I was happy to see the bartenders at Osteria Morini were not only friendly, but knowledgeable on their craft. Our server continued the trend of knowledge and hospitality as we had a corner table overlooking the whole restaurant. People flocked in and the space became bustling. We started with a bottle of Lambrusca which only felt right as the osteria featured food and drink from Emilia-Romagna. Our first course seemed to hit the table in no time; but then again we probably got caught up in conversation. The ricotta gnocci was tossed in a pomodoro sauce with some speck and basil. The pillow-like gnocci was full of flavor and had a nice smokey-porky flavor from the speck.The garganelli was house-made penne pasta tossed with truffle butter, cream, prosciutto, and peas. This pasta was very tastey and provided a good sauce to dunk your bread in afterwords. Three crostinis also graced the table--two artichoke and one duck liver. Both were tastey although Dan thought the duck had a cat food texture. We were also sent out meatballs compliments of the kitchen. The meatballs were really good especially when placed on the toasted bread that accompanied them. After our pastas and sparkling wine, we moved on to a bottle of Sangiovese that Dan picked out.

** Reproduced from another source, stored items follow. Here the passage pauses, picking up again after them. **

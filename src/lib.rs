//! An editor core for Bézier curves of arbitrary degree.
//!
//! The curve is defined by an ordered list of control points and evaluated
//! with de Casteljau's algorithm ([`casteljau`]). The [`Editor`] owns the
//! points and turns pointer input and commands into edits: a primary press
//! on empty space adds a point, pressing on a point drags it, and a context
//! action on a point removes it. Every frame the editor paints the dashed
//! control polygon, the curve and the point markers onto a host-supplied
//! [`Surface`]; a [`RenderLoop`] drives those frames.
//!
//! The crate knows nothing about windows or event loops. A host adapts
//! its canvas to [`Surface`] (or paints from a recorded [`Scene`]) and
//! forwards its events.

pub mod casteljau;
mod editor;
mod error;
mod input;
mod options;
mod points;
pub mod readout;
mod render_loop;
mod scene;
mod surface;

pub use editor::{Editor, InteractionState};
pub use error::CurveError;
pub use input::{Button, Command, EditorEvent, MenuAction};
pub use options::{EditorOptions, CURVE_SEGMENTS, HIT_RADIUS, MARKER_RADIUS};
pub use points::ControlPoints;
pub use readout::Readout;
pub use render_loop::RenderLoop;
pub use scene::{DrawOp, Scene};
pub use surface::{Fill, Rgba, Stroke, Surface};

The wine might not have been Sue's favorite, but I thought it was good and paired well with my meat dish. My entree was a mixed grill of lamb, skirt steak, pork, and fennel sausage. This was a great way to try the different meats which Osteria Morini grills or split roasts. The combination of meat was simply seasoned and delicious. Dan got the branzino while Sue got the short rib which was the special of the evening. Both those dishes were solid dishes that reaffirms the talent in the kitchen. For dessert, we got the Gianduja Budino which is a chocolate-hazelnut custard, caffe crema, and cherry lambrusco sorbetto. This dessert was awesome. I usually pass on dessert because I'm never really intrigued enough; but this budino did the trick. We kept with Italian tradition and had a flight of amaro with dessert. We had nonino, luxardo albano, and fernet branca which is a good spectrum of the italian digestif. Our server gave us a pretty good descriptions of the amari while pouring them table-side. Three hours laters, it was time for an espresso and the check.

We then went across the street to La Esquina on the corner of Kenmare and Cleveland. La Esquina might just look like a taqueria, but a whole different world exists once you get past the girl with the clipboard. If she deems you OK to enter, you will enter a door labeled "Employees Only", head down the stairs, and zig-zag through the kitchen to a dimly lit space that looks like a mexican speakeasy. The place looks old and decayed, but I'm pretty sure thats a look that was designed rather than acquired through age. I don't know if La Esquina is as hip as it use to be; but its definitely still a scene. After our meal at Osteria Morini, we just wanted a drink so we sat in a cove-like indent and sipped our variations on the margarita. I didn't love the drinks, especially for the price; but the scene was cool and the company was cooler so all was good. Next time I will drink tequila on the rocks instead of an over-sweet margarita. I definitely want to try the food, i hear its bomb.

After drinks at La Esquina, we decided part ways. Dan and Sue went back to their Hoboken pad while I headed uptown to 23rd Street for a farewell party. One of my managers left, so he had a going-away party at The Globe between Lexington and 3rd. I've been here a few times and it proved to be a good time. There wasn't any dancing; but there was tons of drinking. Just when I thought the night was ended, a couple of us went over to KumgangSan, a 24-hour restaurant in K-town. We ordered way to much food for 4am; but everything was pretty good. K-Town got a bunch of late night spots if your ever craving Korean food at early-morning hours.